- Your instructions
A faithful copy of the whole listing is the goal. Match it exactly.

=== Begin Enclosure ===

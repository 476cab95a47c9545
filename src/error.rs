// src/error.rs
//! Error types for the GPS time sync service

use std::fmt;

pub type Result<T> = std::result::Result<T, TimeSyncError>;

/// Host-level failures: opening the feed, reading config, touching the clock.
#[derive(Debug)]
pub enum TimeSyncError {
    Io(std::io::Error),
    Serial(tokio_serial::Error),
    Json(serde_json::Error),
    Connection(String),
    Config(String),
    Clock(String),
    Other(String),
}

impl fmt::Display for TimeSyncError {
    fn fmt(&self, f: &mut fmt::Formatter<'_>) -> fmt::Result {
        match self {
            TimeSyncError::Io(e) => write!(f, "IO error: {}", e),
            TimeSyncError::Serial(e) => write!(f, "Serial error: {}", e),
            TimeSyncError::Json(e) => write!(f, "JSON error: {}", e),
            TimeSyncError::Connection(msg) => write!(f, "Connection error: {}", msg),
            TimeSyncError::Config(msg) => write!(f, "Config error: {}", msg),
            TimeSyncError::Clock(msg) => write!(f, "Clock error: {}", msg),
            TimeSyncError::Other(msg) => write!(f, "Error: {}", msg),
        }
    }
}

impl std::error::Error for TimeSyncError {}

impl From<std::io::Error> for TimeSyncError {
    fn from(error: std::io::Error) -> Self {
        TimeSyncError::Io(error)
    }
}

impl From<tokio_serial::Error> for TimeSyncError {
    fn from(error: tokio_serial::Error) -> Self {
        TimeSyncError::Serial(error)
    }
}

impl From<serde_json::Error> for TimeSyncError {
    fn from(error: serde_json::Error) -> Self {
        TimeSyncError::Json(error)
    }
}

/// Which GPRMC token failed to decode
#[derive(Debug, Clone, Copy, PartialEq, Eq)]
pub enum DateTimeField {
    /// Field 1, `HHMMSS.ss`
    Time,
    /// Field 9, `DDMMYY`
    Date,
}

impl fmt::Display for DateTimeField {
    fn fmt(&self, f: &mut fmt::Formatter<'_>) -> fmt::Result {
        match self {
            DateTimeField::Time => write!(f, "time"),
            DateTimeField::Date => write!(f, "date"),
        }
    }
}

/// Why a GPS time could not be turned into a clock update.
///
/// None of these are fatal. The controller logs them and waits for the next fix.
#[derive(Debug, Clone, PartialEq, Eq)]
pub enum ParseFailure {
    NotGprmc,
    TooFewFields { found: usize },
    MalformedDateTime { field: DateTimeField, token: String },
    NoDataYet,
    Overflow,
}

impl fmt::Display for ParseFailure {
    fn fmt(&self, f: &mut fmt::Formatter<'_>) -> fmt::Result {
        match self {
            ParseFailure::NotGprmc => write!(f, "not a GPRMC sentence"),
            ParseFailure::TooFewFields { found } => {
                write!(f, "GPRMC sentence has {} fields, need at least 10", found)
            }
            ParseFailure::MalformedDateTime { field, token } => {
                write!(f, "malformed {} field: {:?}", field, token)
            }
            ParseFailure::NoDataYet => write!(f, "no GPS data received yet"),
            ParseFailure::Overflow => write!(f, "GPS time does not fit a 32-bit seconds clock"),
        }
    }
}

impl std::error::Error for ParseFailure {}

=== End Enclosure ===

- Task result
repository 476cab95a47c9545
filename src/error.rs
// src/error.rs
//! Error types for the GPS time sync service

use std::fmt;

pub type Result<T> = std::result::Result<T, TimeSyncError>;

/// Host-level failures: opening the feed, reading config, touching the clock.
#[derive(Debug)]
pub enum TimeSyncError {
    Io(std::io::Error),
    Serial(tokio_serial::Error),
    Json(serde_json::Error),
    Connection(String),
    Config(String),
    Clock(String),
    Other(String),
}

impl fmt::Display for TimeSyncError {
    fn fmt(&self, f: &mut fmt::Formatter<'_>) -> fmt::Result {
        match self {
            TimeSyncError::Io(e) => write!(f, "IO error: {}", e),
            TimeSyncError::Serial(e) => write!(f, "Serial error: {}", e),
            TimeSyncError::Json(e) => write!(f, "JSON error: {}", e),
            TimeSyncError::Connection(msg) => write!(f, "Connection error: {}", msg),
            TimeSyncError::Config(msg) => write!(f, "Config error: {}", msg),
            TimeSyncError::Clock(msg) => write!(f, "Clock error: {}", msg),
            TimeSyncError::Other(msg) => write!(f, "Error: {}", msg),
        }
    }
}

impl std::error::Error for TimeSyncError {}

impl From<std::io::Error> for TimeSyncError {
    fn from(error: std::io::Error) -> Self {
        TimeSyncError::Io(error)
    }
}

impl From<tokio_serial::Error> for TimeSyncError {
    fn from(error: tokio_serial::Error) -> Self {
        TimeSyncError::Serial(error)
    }
}

impl From<serde_json::Error> for TimeSyncError {
    fn from(error: serde_json::Error) -> Self {
        TimeSyncError::Json(error)
    }
}

/// Which GPRMC token failed to decode
#[derive(Debug, Clone, Copy, PartialEq, Eq)]
pub enum DateTimeField {
    /// Field 1, `HHMMSS.ss`
    Time,
    /// Field 9, `DDMMYY`
    Date,
}

impl fmt::Display for DateTimeField {
    fn fmt(&self, f: &mut fmt::Formatter<'_>) -> fmt::Result {
        match self {
            DateTimeField::Time => write!(f, "time"),
            DateTimeField::Date => write!(f, "date"),
        }
    }
}

/// Why a GPS time could not be turned into a clock update.
///
/// None of these are fatal. The controller logs them and waits for the next fix.
#[derive(Debug, Clone, PartialEq, Eq)]
pub enum ParseFailure {
    NotGprmc,
    TooFewFields { found: usize },
    MalformedDateTime { field: DateTimeField, token: String },
    NoDataYet,
    Overflow,
}

impl fmt::Display for ParseFailure {
    fn fmt(&self, f: &mut fmt::Formatter<'_>) -> fmt::Result {
        match self {
            ParseFailure::NotGprmc => write!(f, "not a GPRMC sentence"),
            ParseFailure::TooFewFields { found } => {
                write!(f, "GPRMC sentence has {} fields, need at least 10", found)
            }
            ParseFailure::MalformedDateTime { field, token } => {
                write!(f, "malformed {} field: {:?}", field, token)
            }
            ParseFailure::NoDataYet => write!(f, "no GPS data received yet"),
            ParseFailure::Overflow => write!(f, "GPS time does not fit a 32-bit seconds clock"),
        }
    }
}

impl std::error::Error for ParseFailure {}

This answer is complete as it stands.